Puis, un deuxième temps a suivi, prenant appui sur ces dernières découvertes. Je vous en livre le processus. Sur une vieille photo d’identité, j’ai découpé grossièrement ses lunettes. Sous les trous béants, comme par facétie, j’ai placé les yeux d’autres personnes. Les miens, ceux d’un cousin ou d’anonymes. Je ne reconnaissais plus mon père au fur et à mesure de ces manipulations. Alors j’ai réalisé que, bien après sa mort, je lui avais offert une opération miracle en lui greffant des yeux d’enfant, de femme ou de jeune homme. Des yeux qui voient.
La vision fantôme
Au départ, j’envisageais une série d’autoportraits. C’était juste une impulsion, l’idée d’un travail sur l’âge qui avance inéluctablement. Mais, face aux premières épreuves imprimées, des perspectives nouvelles, bien différentes me sont apparues
Une photographie plus ancienne, que j’avais nommée « le fantôme » m’est alors revenue en mémoire. Elle représentait mon ombre portée. Sans doute le souvenir d’un passé où mon image restait encore évanescente, presque irréelle. Cette ombre, ce fantôme, je l’ai réalisé ensuite, correspondait probablement à ce que mon père – dont la vue était faible – voyait du monde. Un accident dans son enfance, puis, une vision voilée, floue, s’assombrissant de plus en plus avec l’âge.

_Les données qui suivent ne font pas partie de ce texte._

//! Type-safe price representation using decimal arithmetic.

use rust_decimal::Decimal;
use serde::{Deserialize, Serialize};

/// A price with currency information.
#[derive(Debug, Clone, Copy, PartialEq, Eq, Serialize, Deserialize)]
pub struct Price {
    /// Amount in the currency's standard unit (e.g., dollars, not cents).
    pub amount: Decimal,
    /// ISO 4217 currency code.
    pub currency_code: CurrencyCode,
}

impl Price {
    /// Create a new price.
    #[must_use]
    pub const fn new(amount: Decimal, currency_code: CurrencyCode) -> Self {
        Self {
            amount,
            currency_code,
        }
    }

    /// Format for display (e.g., "$19.99").
    #[must_use]
    pub fn display(&self) -> String {
        format!("{}{:.2}", self.currency_code.symbol(), self.amount)
    }
}

impl std::fmt::Display for Price {
    fn fmt(&self, f: &mut std::fmt::Formatter<'_>) -> std::fmt::Result {
        f.write_str(&self.display())
    }
}

/// ISO 4217 currency codes.
#[derive(Debug, Clone, Copy, PartialEq, Eq, Hash, Serialize, Deserialize, Default)]
pub enum CurrencyCode {
    #[default]
    USD,
    EUR,
    GBP,
    CAD,
    AUD,
}

impl CurrencyCode {
    /// Display symbol for the currency.
    #[must_use]
    pub const fn symbol(&self) -> &'static str {
        match self {
            Self::USD | Self::CAD | Self::AUD => "$",
            Self::EUR => "€",
            Self::GBP => "£",
        }
    }

    /// ISO 4217 code.
    #[must_use]
    pub const fn code(&self) -> &'static str {
        match self {
            Self::USD => "USD",
            Self::EUR => "EUR",
            Self::GBP => "GBP",
            Self::CAD => "CAD",
            Self::AUD => "AUD",
        }
    }
}

impl std::str::FromStr for CurrencyCode {
    type Err = String;

    /// Parse an ISO 4217 code, ignoring case.
    fn from_str(s: &str) -> Result<Self, Self::Err> {
        [Self::USD, Self::EUR, Self::GBP, Self::CAD, Self::AUD]
            .into_iter()
            .find(|currency| currency.code().eq_ignore_ascii_case(s.trim()))
            .ok_or_else(|| format!("unsupported currency code: {s}"))
    }
}
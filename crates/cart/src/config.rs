//! Cart client configuration loaded from environment variables.
//!
//! # Environment Variables
//!
//! ## Required
//! - `CART_SERVICE_URL` - Base URL of the Cart Service (e.g., `https://api.example.com/`)
//!
//! ## Optional
//! - `CART_API_TOKEN` - Bearer token of the signed-in customer
//! - `CART_REQUEST_TIMEOUT_SECS` - Per-call timeout in seconds (default: 10)
//! - `SENTRY_DSN` - Sentry error tracking DSN

use std::time::Duration;

use secrecy::SecretString;
use thiserror::Error;
use url::Url;

const DEFAULT_REQUEST_TIMEOUT_SECS: u64 = 10;

/// Blocklist of common placeholder patterns (case-insensitive)
const PLACEHOLDER_PATTERNS: &[&str] = &[
    "your-",
    "changeme",
    "replace",
    "placeholder",
    "example",
    "xxx",
    "todo",
    "insert",
    "put-your",
];

/// Configuration errors that can occur during loading.
#[derive(Debug, Error)]
pub enum ConfigError {
    #[error("Missing environment variable: {0}")]
    MissingEnvVar(String),
    #[error("Invalid environment variable {0}: {1}")]
    InvalidEnvVar(String, String),
    #[error("Insecure secret in {0}: {1}")]
    InsecureSecret(String, String),
}

/// Cart client configuration.
///
/// Implements `Debug` manually to redact the API token.
#[derive(Clone)]
pub struct CartConfig {
    /// Base URL of the Cart Service
    pub service_url: Url,
    /// Bearer token of the signed-in customer
    pub api_token: Option<SecretString>,
    /// Upper bound on any single Cart Service call
    pub request_timeout: Duration,
    /// Sentry DSN for error tracking
    pub sentry_dsn: Option<String>,
}

impl std::fmt::Debug for CartConfig {
    fn fmt(&self, f: &mut std::fmt::Formatter<'_>) -> std::fmt::Result {
        f.debug_struct("CartConfig")
            .field("service_url", &self.service_url.as_str())
            .field(
                "api_token",
                &self.api_token.as_ref().map(|_| "[REDACTED]"),
            )
            .field("request_timeout", &self.request_timeout)
            .field("sentry_dsn", &self.sentry_dsn)
            .finish()
    }
}

impl CartConfig {
    /// Configuration pointing at `service_url` with defaults everywhere else.
    #[must_use]
    pub const fn new(service_url: Url) -> Self {
        Self {
            service_url,
            api_token: None,
            request_timeout: Duration::from_secs(DEFAULT_REQUEST_TIMEOUT_SECS),
            sentry_dsn: None,
        }
    }

    /// Load configuration from environment variables.
    ///
    /// Calls `dotenvy::dotenv()` to load from `.env` file if present.
    ///
    /// # Errors
    ///
    /// Returns `ConfigError` if required variables are missing or invalid, or
    /// if the API token looks like a placeholder.
    pub fn from_env() -> Result<Self, ConfigError> {
        // Load .env file if present (ignore errors if not found)
        let _ = dotenvy::dotenv();

        let service_url = parse_service_url(&get_required_env("CART_SERVICE_URL")?)?;
        let api_token = get_optional_env("CART_API_TOKEN")
            .map(|token| {
                validate_token(&token, "CART_API_TOKEN")?;
                Ok::<_, ConfigError>(SecretString::from(token))
            })
            .transpose()?;
        let request_timeout = parse_timeout(&get_env_or_default(
            "CART_REQUEST_TIMEOUT_SECS",
            &DEFAULT_REQUEST_TIMEOUT_SECS.to_string(),
        ))?;
        let sentry_dsn = get_optional_env("SENTRY_DSN");

        Ok(Self {
            service_url,
            api_token,
            request_timeout,
            sentry_dsn,
        })
    }
}

// =============================================================================
// Helper Functions
// =============================================================================

/// Get a required environment variable.
fn get_required_env(key: &str) -> Result<String, ConfigError> {
    std::env::var(key).map_err(|_| ConfigError::MissingEnvVar(key.to_string()))
}

/// Get an optional environment variable. Empty values count as unset.
fn get_optional_env(key: &str) -> Option<String> {
    std::env::var(key).ok().filter(|v| !v.is_empty())
}

/// Get an environment variable with a default value.
fn get_env_or_default(key: &str, default: &str) -> String {
    std::env::var(key).unwrap_or_else(|_| default.to_string())
}

/// Parse the service base URL, forcing a trailing slash so relative joins
/// keep the full path.
fn parse_service_url(raw: &str) -> Result<Url, ConfigError> {
    let with_slash = if raw.ends_with('/') {
        raw.to_string()
    } else {
        format!("{raw}/")
    };
    let url = Url::parse(&with_slash)
        .map_err(|e| ConfigError::InvalidEnvVar("CART_SERVICE_URL".to_string(), e.to_string()))?;
    if url.cannot_be_a_base() {
        return Err(ConfigError::InvalidEnvVar(
            "CART_SERVICE_URL".to_string(),
            "must be an absolute http(s) URL".to_string(),
        ));
    }
    Ok(url)
}

/// Parse a timeout in whole seconds. Zero is rejected.
fn parse_timeout(raw: &str) -> Result<Duration, ConfigError> {
    let secs = raw.parse::<u64>().map_err(|e| {
        ConfigError::InvalidEnvVar("CART_REQUEST_TIMEOUT_SECS".to_string(), e.to_string())
    })?;
    if secs == 0 {
        return Err(ConfigError::InvalidEnvVar(
            "CART_REQUEST_TIMEOUT_SECS".to_string(),
            "must be greater than zero".to_string(),
        ));
    }
    Ok(Duration::from_secs(secs))
}

/// Reject tokens that are obviously copied from a template.
fn validate_token(token: &str, var_name: &str) -> Result<(), ConfigError> {
    let lower = token.to_lowercase();
    for pattern in PLACEHOLDER_PATTERNS {
        if lower.contains(pattern) {
            return Err(ConfigError::InsecureSecret(
                var_name.to_string(),
                format!("appears to be a placeholder (contains '{pattern}')"),
            ));
        }
    }
    Ok(())
}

Ses troubles visuels, sa malvoyance ont fondé, je crois, mon désir de devenir photographe et en ont induit l’écriture. C’est en définitive une sorte d’image intérieure partielle et partiale qui est montrée ici.
Représentation tronquée, percée de trous et de mots.
Ce travail fut une révélation, celle du regard de mon père tapi dans l’ombre du mien. Tout dernièrement, j’ai appris que ma découverte fortuite, liée à cette série, pouvait être assimilée à un processus portant un nom savant, la sérendipité*.
*Sérendipité : Capacité, art de faire une découverte, scientifique notamment, par hasard ; la découverte ainsi faite (Larousse)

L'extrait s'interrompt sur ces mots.